Bób – już jest, i to wcale nie na długo!
Kotlety z bobu: ziemniaki obierz, ugotuj, lecz bez soli. Do wody możesz dodać 4-5 łyżek mleka. W osobnym naczyniu ugotuj opłukany bób (12-15 minut). Gdy gotowy, ostudź zimną wodą i obierz go ze skórki (po obraniu powinno być mniej więcej tyle samo bobu i ziemniaków). Całość zmiksuj na puree, dodając pieprz mielony, nieco słodkiej papryki i czosnku, trochę świeżego, siekanego koperku i dwa razy więcej szczypiorku, małą, bardzo drobno siekaną i podduszoną cebulkę i 1-2 jaja, sól do smaku i – jeśli lubisz – 3-4 łyżki tartego, żółtego sera. Posól do smaku. Następnie całość wyrób i odstaw masę przykrytą na pół godziny. Formuj zgrabne kotleciki, panieruj w bułce lub ziarenkach sezamu, smaż jak zwykłe mielone. Pycha!

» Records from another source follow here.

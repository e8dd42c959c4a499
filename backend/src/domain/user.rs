//! User accounts.

use std::fmt;
use std::sync::OnceLock;

use chrono::{DateTime, Utc};
use regex::Regex;
use serde::{Deserialize, Serialize};
use uuid::Uuid;

use super::PasswordHash;

/// Validation errors for user fields.
#[derive(Debug, Clone, PartialEq, Eq, thiserror::Error)]
pub enum UserValidationError {
    #[error("user id must be a valid UUID")]
    InvalidId,
    #[error("name must not be empty")]
    EmptyName,
    #[error("name must be at most {max} characters")]
    NameTooLong { max: usize },
    #[error("email must not be empty")]
    EmptyEmail,
    #[error("email must be at most {max} characters")]
    EmailTooLong { max: usize },
    #[error("email must look like name@example.com")]
    InvalidEmail,
}

/// Maximum length of a user name.
pub const NAME_MAX: usize = 100;
/// Maximum length of an email address.
pub const EMAIL_MAX: usize = 100;

/// Stable user identifier.
#[derive(Debug, Clone, Copy, PartialEq, Eq, Hash, Serialize, Deserialize)]
#[serde(try_from = "String", into = "String")]
pub struct UserId(Uuid);

impl UserId {
    /// Parse an identifier from its hyphenated UUID form.
    pub fn new(id: impl AsRef<str>) -> Result<Self, UserValidationError> {
        Uuid::parse_str(id.as_ref())
            .map(Self)
            .map_err(|_| UserValidationError::InvalidId)
    }

    pub fn random() -> Self {
        Self(Uuid::new_v4())
    }

    pub const fn from_uuid(uuid: Uuid) -> Self {
        Self(uuid)
    }

    pub fn as_uuid(&self) -> &Uuid {
        &self.0
    }
}

impl fmt::Display for UserId {
    fn fmt(&self, f: &mut fmt::Formatter<'_>) -> fmt::Result {
        write!(f, "{}", self.0)
    }
}

impl From<UserId> for String {
    fn from(value: UserId) -> Self {
        value.0.to_string()
    }
}

impl TryFrom<String> for UserId {
    type Error = UserValidationError;

    fn try_from(value: String) -> Result<Self, Self::Error> {
        Self::new(value)
    }
}

/// Name shown on the account profile; trimmed, 1 to [`NAME_MAX`] characters.
#[derive(Debug, Clone, PartialEq, Eq, Serialize, Deserialize)]
#[serde(try_from = "String", into = "String")]
pub struct UserName(String);

impl UserName {
    pub fn new(raw: impl AsRef<str>) -> Result<Self, UserValidationError> {
        let trimmed = raw.as_ref().trim();
        if trimmed.is_empty() {
            return Err(UserValidationError::EmptyName);
        }
        if trimmed.chars().count() > NAME_MAX {
            return Err(UserValidationError::NameTooLong { max: NAME_MAX });
        }
        Ok(Self(trimmed.to_owned()))
    }
}

impl AsRef<str> for UserName {
    fn as_ref(&self) -> &str {
        self.0.as_str()
    }
}

impl From<UserName> for String {
    fn from(value: UserName) -> Self {
        value.0
    }
}

impl TryFrom<String> for UserName {
    type Error = UserValidationError;

    fn try_from(value: String) -> Result<Self, Self::Error> {
        Self::new(value)
    }
}

static EMAIL_RE: OnceLock<Regex> = OnceLock::new();

fn email_regex() -> &'static Regex {
    EMAIL_RE.get_or_init(|| {
        // Length is enforced separately; this only checks the local@domain.tld shape.
        match Regex::new(r"^[^@\s]+@[^@\s]+\.[^@\s]+$") {
            Ok(re) => re,
            Err(err) => panic!("email regex failed to compile: {err}"),
        }
    })
}

/// Login identity, stored trimmed and lowercased.
///
/// # Examples
/// ```
/// use flashcards::domain::EmailAddress;
///
/// let email = EmailAddress::new("  Ana@Example.COM ").expect("valid email");
/// assert_eq!(email.as_ref(), "ana@example.com");
/// assert!(EmailAddress::new("not-an-email").is_err());
/// ```
#[derive(Debug, Clone, PartialEq, Eq, Hash, Serialize, Deserialize)]
#[serde(try_from = "String", into = "String")]
pub struct EmailAddress(String);

impl EmailAddress {
    pub fn new(raw: impl AsRef<str>) -> Result<Self, UserValidationError> {
        let normalised = raw.as_ref().trim().to_lowercase();
        if normalised.is_empty() {
            return Err(UserValidationError::EmptyEmail);
        }
        if normalised.chars().count() > EMAIL_MAX {
            return Err(UserValidationError::EmailTooLong { max: EMAIL_MAX });
        }
        if !email_regex().is_match(&normalised) {
            return Err(UserValidationError::InvalidEmail);
        }
        Ok(Self(normalised))
    }
}

impl AsRef<str> for EmailAddress {
    fn as_ref(&self) -> &str {
        self.0.as_str()
    }
}

impl fmt::Display for EmailAddress {
    fn fmt(&self, f: &mut fmt::Formatter<'_>) -> fmt::Result {
        f.write_str(&self.0)
    }
}

impl From<EmailAddress> for String {
    fn from(value: EmailAddress) -> Self {
        value.0
    }
}

impl TryFrom<String> for EmailAddress {
    type Error = UserValidationError;

    fn try_from(value: String) -> Result<Self, Self::Error> {
        Self::new(value)
    }
}

/// A registered account.
#[derive(Debug, Clone, PartialEq, Eq)]
pub struct User {
    id: UserId,
    name: UserName,
    email: EmailAddress,
    password_hash: PasswordHash,
    created_at: DateTime<Utc>,
}

impl User {
    pub fn new(
        id: UserId,
        name: UserName,
        email: EmailAddress,
        password_hash: PasswordHash,
        created_at: DateTime<Utc>,
    ) -> Self {
        Self {
            id,
            name,
            email,
            password_hash,
            created_at,
        }
    }

    pub fn id(&self) -> UserId {
        self.id
    }

    pub fn name(&self) -> &UserName {
        &self.name
    }

    pub fn email(&self) -> &EmailAddress {
        &self.email
    }

    pub fn password_hash(&self) -> &PasswordHash {
        &self.password_hash
    }

    pub fn created_at(&self) -> DateTime<Utc> {
        self.created_at
    }
}

/// Account data handed to the repository on signup.
///
/// The repository assigns `created_at`.
#[derive(Debug, Clone, PartialEq, Eq)]
pub struct NewUser {
    pub id: UserId,
    pub name: UserName,
    pub email: EmailAddress,
    pub password_hash: PasswordHash,
}

#[cfg(test)]
mod tests {
    use super::*;
    use rstest::rstest;

    #[rstest]
    #[case("ana@example.com", "ana@example.com")]
    #[case("  Ana.Silva@Example.com.BR ", "ana.silva@example.com.br")]
    fn email_normalises(#[case] raw: &str, #[case] expected: &str) {
        let email = EmailAddress::new(raw).expect("valid email");
        assert_eq!(email.as_ref(), expected);
    }

    #[rstest]
    #[case("", UserValidationError::EmptyEmail)]
    #[case("   ", UserValidationError::EmptyEmail)]
    #[case("ana", UserValidationError::InvalidEmail)]
    #[case("ana@example", UserValidationError::InvalidEmail)]
    #[case("a b@example.com", UserValidationError::InvalidEmail)]
    fn email_rejects(#[case] raw: &str, #[case] expected: UserValidationError) {
        assert_eq!(EmailAddress::new(raw), Err(expected));
    }

    #[test]
    fn email_rejects_overlong_addresses() {
        let raw = format!("{}@example.com", "a".repeat(EMAIL_MAX));
        assert_eq!(
            EmailAddress::new(raw),
            Err(UserValidationError::EmailTooLong { max: EMAIL_MAX })
        );
    }

    #[rstest]
    #[case("  Ana  ", Ok("Ana"))]
    #[case("", Err(UserValidationError::EmptyName))]
    #[case(" \t", Err(UserValidationError::EmptyName))]
    fn user_name(#[case] raw: &str, #[case] expected: Result<&str, UserValidationError>) {
        let result = UserName::new(raw).map(String::from);
        assert_eq!(result, expected.map(str::to_owned));
    }

    #[test]
    fn user_id_round_trips_through_strings() {
        let id = UserId::random();
        let parsed = UserId::new(id.to_string()).expect("parse id");
        assert_eq!(parsed, id);
        assert_eq!(UserId::new("nope"), Err(UserValidationError::InvalidId));
    }
}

Bobaski – kluski z bobu: ugotowany i obrany ze skórki bób (po obraniu czubata szklanka) ostudź i zmiksuj z jajem, solą i pieprzem dodając po łyżce mąkę, aż osiągniesz konsystencję taką, jak ciasto na kopytka czy na leniwe. Uformuj kulę, odstaw na kwadrans. Z ciasta utaczaj wałeczki, oprószaj je mąką, każdy lekko spłaszczaj i krój w skośne kawałeczki w kształcie rombów. Gotuj w osolonym wrzątku, do wypłynięcia. Podawaj polane roztopionym masłem, posypane koperkiem lub szczypiorkiem.
Sałatka z bobu: bób ugotuj, wystudź i obierz ze skórki, Na patelni podduś na oliwie cieniusieńkie paseczki czerwonej i żółtej papryki. Gdy przestygnie, wymieszaj z bobem i siekaną drobno dymką lub białą częścią pora; skrop odrobiną sosu sojowego i balsamico, posyp lekko uprażonymi ziarnami sezamu.

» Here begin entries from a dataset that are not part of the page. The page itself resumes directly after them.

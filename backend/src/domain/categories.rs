//! Word lists used by batch flashcard generation.

use crate::domain::word::WORD_MAX;

/// Words drawn from each category per generation request.
pub const WORDS_PER_CATEGORY: usize = 3;

/// Most categories accepted in one generation request.
pub const MAX_CATEGORIES: usize = 20;

/// Longest category name, in characters after trimming.
///
/// Leaves room for the one-digit suffix of placeholder words.
pub const CATEGORY_NAME_MAX: usize = WORD_MAX - 1;

/// Generation request outside the accepted size.
#[derive(Debug, Clone, PartialEq, Eq, thiserror::Error)]
pub enum CategoryRequestError {
    #[error("at most {max} categories per request, got {count}")]
    TooMany { count: usize, max: usize },
    #[error("category {index} must be at most {max} characters")]
    NameTooLong { index: usize, max: usize },
}

/// Check the size of a generation request before any word is resolved.
///
/// # Examples
/// ```
/// use flashcards::domain::categories::{CategoryRequestError, MAX_CATEGORIES, check_request};
///
/// assert!(check_request(&["animals".to_owned(), " ".to_owned()]).is_ok());
/// let many = vec!["animals".to_owned(); MAX_CATEGORIES + 1];
/// assert!(matches!(check_request(&many), Err(CategoryRequestError::TooMany { .. })));
/// ```
pub fn check_request(names: &[String]) -> Result<(), CategoryRequestError> {
    if names.len() > MAX_CATEGORIES {
        return Err(CategoryRequestError::TooMany {
            count: names.len(),
            max: MAX_CATEGORIES,
        });
    }
    match names
        .iter()
        .position(|name| name.trim().chars().count() > CATEGORY_NAME_MAX)
    {
        Some(index) => Err(CategoryRequestError::NameTooLong {
            index,
            max: CATEGORY_NAME_MAX,
        }),
        None => Ok(()),
    }
}

/// A named list of sample words.
#[derive(Debug, Clone, Copy, PartialEq, Eq)]
pub struct Category {
    pub name: &'static str,
    pub words: &'static [&'static str],
}

pub const CATEGORIES: &[Category] = &[
    Category {
        name: "animals",
        words: &["cat", "dog", "bird", "fish", "lion", "horse", "cow"],
    },
    Category {
        name: "colors",
        words: &["red", "blue", "green", "yellow", "purple", "black", "white"],
    },
    Category {
        name: "food",
        words: &["apple", "banana", "bread", "milk", "cheese", "rice", "egg"],
    },
    Category {
        name: "family",
        words: &[
            "mother",
            "father",
            "sister",
            "brother",
            "grandmother",
            "grandfather",
            "son",
        ],
    },
    Category {
        name: "school",
        words: &["book", "pen", "pencil", "teacher", "student", "notebook", "chair"],
    },
    Category {
        name: "body",
        words: &["head", "hand", "eye", "mouth", "foot", "arm", "leg"],
    },
    Category {
        name: "clothes",
        words: &["shirt", "shoe", "hat", "dress", "pants", "coat", "sock"],
    },
    Category {
        name: "weather",
        words: &["sun", "rain", "snow", "wind", "cloud", "cold", "hot"],
    },
    Category {
        name: "house",
        words: &["kitchen", "bathroom", "bedroom", "door", "window", "table", "bed"],
    },
    Category {
        name: "transport",
        words: &["car", "bus", "train", "plane", "bicycle", "boat"],
    },
];

/// Find a category by name, ignoring case and surrounding whitespace.
pub fn find(name: &str) -> Option<&'static Category> {
    let name = name.trim();
    CATEGORIES
        .iter()
        .find(|category| category.name.eq_ignore_ascii_case(name))
}

/// The words to generate for `name`.
///
/// Known categories yield their first [`WORDS_PER_CATEGORY`] words. Unknown
/// categories yield the trimmed name suffixed with `1`, `2` and `3`; a blank
/// name yields just the digits.
///
/// # Examples
/// ```
/// use flashcards::domain::categories::words_for;
///
/// assert_eq!(words_for("Animals"), vec!["cat", "dog", "bird"]);
/// assert_eq!(words_for("doesnotexist"), vec!["doesnotexist1", "doesnotexist2", "doesnotexist3"]);
/// assert_eq!(words_for(" planets "), vec!["planets1", "planets2", "planets3"]);
/// ```
pub fn words_for(name: &str) -> Vec<String> {
    let name = name.trim();
    match find(name) {
        Some(category) => category
            .words
            .iter()
            .take(WORDS_PER_CATEGORY)
            .map(|word| (*word).to_owned())
            .collect(),
        None => (1..=WORDS_PER_CATEGORY)
            .map(|index| format!("{name}{index}"))
            .collect(),
    }
}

Inna wersja: do bobu dodaj grube wiórki sera cheddar, cienkie paseczki szynki konserwowej, kapary i majonez pół na pół ze śmietaną lub jogurtem.
Mrożenie bobu na zimę: umyty bób wrzuć do garnka z bardzo dużą ilością wrzątku (bez soli), a potem odcedzaj sitkiem i wrzucaj do wody z mnóstwem kostek lodu. Chodzi o to, by go bardzo szybko oziębić. Osącz ponownie, rozłóż na papierowych ręcznikach i całkowicie wysusz. Wkładaj do szczelnie zamykanych torebek foliowych i zamrażaj. Gdy dobrze przygotowany, wytrzyma do przyszłorocznych zbiorów.